-------- Study material --------

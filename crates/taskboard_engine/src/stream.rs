//! Log stream consumer.
//!
//! A stream runs as one tokio task that exclusively owns its transport and
//! walks `Connecting -> Open -> Closed | Failed`. Observers are called from
//! that task, in transport order, one message at a time. Terminal callbacks
//! fire at most once and the transport is released exactly once.

use std::sync::{Arc, Mutex, PoisonError};
use std::time::Duration;

use engine_logging::{engine_debug, engine_info, engine_warn};
use taskboard_core::JobHandle;
use tokio::task::JoinHandle;
use tokio_util::sync::CancellationToken;

use crate::decode::decode_event;
use crate::{StreamError, StreamState};

/// Receives the decoded events of one stream.
///
/// Callbacks run while the stream's state lock is held, so they must not call
/// back into the owning `StreamHandle`.
pub trait StreamObserver: Send + Sync {
    /// One decoded message; `is_terminal` mirrors the event's `done` flag.
    fn on_event(&self, data: String, is_terminal: bool);
    /// The stream failed. Called at most once, never after `on_event(_, true)`.
    fn on_error(&self, error: StreamError);
}

/// An open server-push connection yielding raw message payloads.
#[async_trait::async_trait]
pub trait Transport: Send {
    /// Next message data, or `None` once the server has closed the stream.
    async fn next_message(&mut self) -> Option<Result<String, StreamError>>;

    /// Drop the underlying connection.
    fn release(&mut self);
}

/// Opens transports for job handles.
#[async_trait::async_trait]
pub trait Connector: Send + Sync {
    type Transport: Transport + 'static;

    async fn connect(&self, handle: &JobHandle) -> Result<Self::Transport, StreamError>;
}

/// Caller side of a running stream. Dropping it closes the stream.
pub struct StreamHandle {
    cancel: CancellationToken,
    state: Arc<Mutex<StreamState>>,
    task: Option<JoinHandle<()>>,
}

impl StreamHandle {
    pub fn state(&self) -> StreamState {
        *self.state.lock().unwrap_or_else(PoisonError::into_inner)
    }

    /// Close the stream unless it already reached a terminal state.
    ///
    /// The stream reports `Closed` immediately. Callbacks run under the same
    /// lock, so once this returns none is running and none will start. The
    /// transport is released by the stream task.
    pub fn close(&self) {
        {
            let mut state = self.state.lock().unwrap_or_else(PoisonError::into_inner);
            if !state.is_terminal() {
                *state = StreamState::Closed;
            }
        }
        self.cancel.cancel();
    }

    /// Wait for the stream task to finish and return the terminal state.
    pub async fn finished(mut self) -> StreamState {
        if let Some(task) = self.task.take() {
            let _ = task.await;
        }
        self.state()
    }
}

impl Drop for StreamHandle {
    fn drop(&mut self) {
        self.cancel.cancel();
    }
}

/// Start consuming the stream for `handle`. Must be called inside a tokio runtime.
pub fn open_stream<C>(
    connector: Arc<C>,
    handle: JobHandle,
    observer: Arc<dyn StreamObserver>,
    idle_timeout: Option<Duration>,
) -> StreamHandle
where
    C: Connector + 'static,
{
    let cancel = CancellationToken::new();
    let state = Arc::new(Mutex::new(StreamState::Connecting));
    let session = StreamSession {
        connector,
        handle,
        observer,
        idle_timeout,
        cancel: cancel.clone(),
        state: state.clone(),
        transport: None,
    };
    let task = tokio::spawn(session.run());
    StreamHandle {
        cancel,
        state,
        task: Some(task),
    }
}

struct StreamSession<C: Connector> {
    connector: Arc<C>,
    handle: JobHandle,
    observer: Arc<dyn StreamObserver>,
    idle_timeout: Option<Duration>,
    cancel: CancellationToken,
    state: Arc<Mutex<StreamState>>,
    transport: Option<C::Transport>,
}

enum Step {
    Cancelled,
    Message(Option<Result<String, StreamError>>),
}

impl<C: Connector> StreamSession<C> {
    async fn run(mut self) {
        let logfile = self.handle.log_stream_id.clone();
        let cancel = self.cancel.clone();

        let connected = tokio::select! {
            biased;
            _ = cancel.cancelled() => None,
            result = self.connector.connect(&self.handle) => Some(result),
        };
        match connected {
            None => {
                engine_debug!("Stream {} closed while connecting", logfile);
                self.close();
                return;
            }
            Some(Err(err)) => {
                self.fail(err);
                return;
            }
            Some(Ok(transport)) => {
                self.transport = Some(transport);
                if !self.transition(StreamState::Open) {
                    self.close();
                    return;
                }
                engine_info!("Stream {} open", logfile);
            }
        }

        loop {
            let step = {
                let Some(transport) = self.transport.as_mut() else {
                    return;
                };
                tokio::select! {
                    biased;
                    _ = cancel.cancelled() => Step::Cancelled,
                    next = next_with_idle(transport, self.idle_timeout) => Step::Message(next),
                }
            };

            let raw = match step {
                Step::Cancelled => {
                    engine_debug!("Stream {} closed by caller", logfile);
                    self.close();
                    return;
                }
                Step::Message(None) => {
                    self.fail(StreamError::AbortedByServer(
                        "stream ended before the done event".to_string(),
                    ));
                    return;
                }
                Step::Message(Some(Err(err))) => {
                    self.fail(err);
                    return;
                }
                Step::Message(Some(Ok(raw))) => raw,
            };

            let event = match decode_event(&raw) {
                Ok(event) => event,
                Err(err) => {
                    self.fail(err);
                    return;
                }
            };

            let terminal = event.done;
            if !self.deliver(event.data, terminal) {
                engine_debug!("Stream {} closed before delivery", logfile);
                self.release();
                return;
            }
            if terminal {
                engine_info!("Stream {} done", logfile);
                self.release();
                return;
            }
        }
    }

    /// Hands one event to the observer unless the stream is already terminal.
    /// A terminal event moves the stream to `Closed` in the same critical section.
    fn deliver(&self, data: String, terminal: bool) -> bool {
        let mut state = self.state.lock().unwrap_or_else(PoisonError::into_inner);
        if state.is_terminal() {
            return false;
        }
        self.observer.on_event(data, terminal);
        if terminal {
            *state = StreamState::Closed;
        }
        true
    }

    /// Moves to `next` unless a terminal state was already set (e.g. by `close`).
    fn transition(&self, next: StreamState) -> bool {
        let mut state = self.state.lock().unwrap_or_else(PoisonError::into_inner);
        if state.is_terminal() {
            return false;
        }
        *state = next;
        true
    }

    fn close(&mut self) {
        self.transition(StreamState::Closed);
        self.release();
    }

    fn fail(&mut self, error: StreamError) {
        self.release();
        let mut state = self.state.lock().unwrap_or_else(PoisonError::into_inner);
        if state.is_terminal() {
            engine_debug!(
                "Stream {} error after close ignored: {}",
                self.handle.log_stream_id,
                error
            );
            return;
        }
        *state = StreamState::Failed;
        engine_warn!("Stream {} failed: {}", self.handle.log_stream_id, error);
        self.observer.on_error(error);
    }

    fn release(&mut self) {
        if let Some(mut transport) = self.transport.take() {
            transport.release();
        }
    }
}

async fn next_with_idle<T: Transport>(
    transport: &mut T,
    idle_timeout: Option<Duration>,
) -> Option<Result<String, StreamError>> {
    match idle_timeout {
        Some(limit) => match tokio::time::timeout(limit, transport.next_message()).await {
            Ok(next) => next,
            Err(_) => Some(Err(StreamError::IdleTimeout(limit))),
        },
        None => transport.next_message().await,
    }
}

--------

» Work to be completed: Show each line of the records above containing "clone".

» The answer:
        cancel: cancel.clone(),
        state: state.clone(),
        let logfile = self.handle.log_stream_id.clone();
        let cancel = self.cancel.clone();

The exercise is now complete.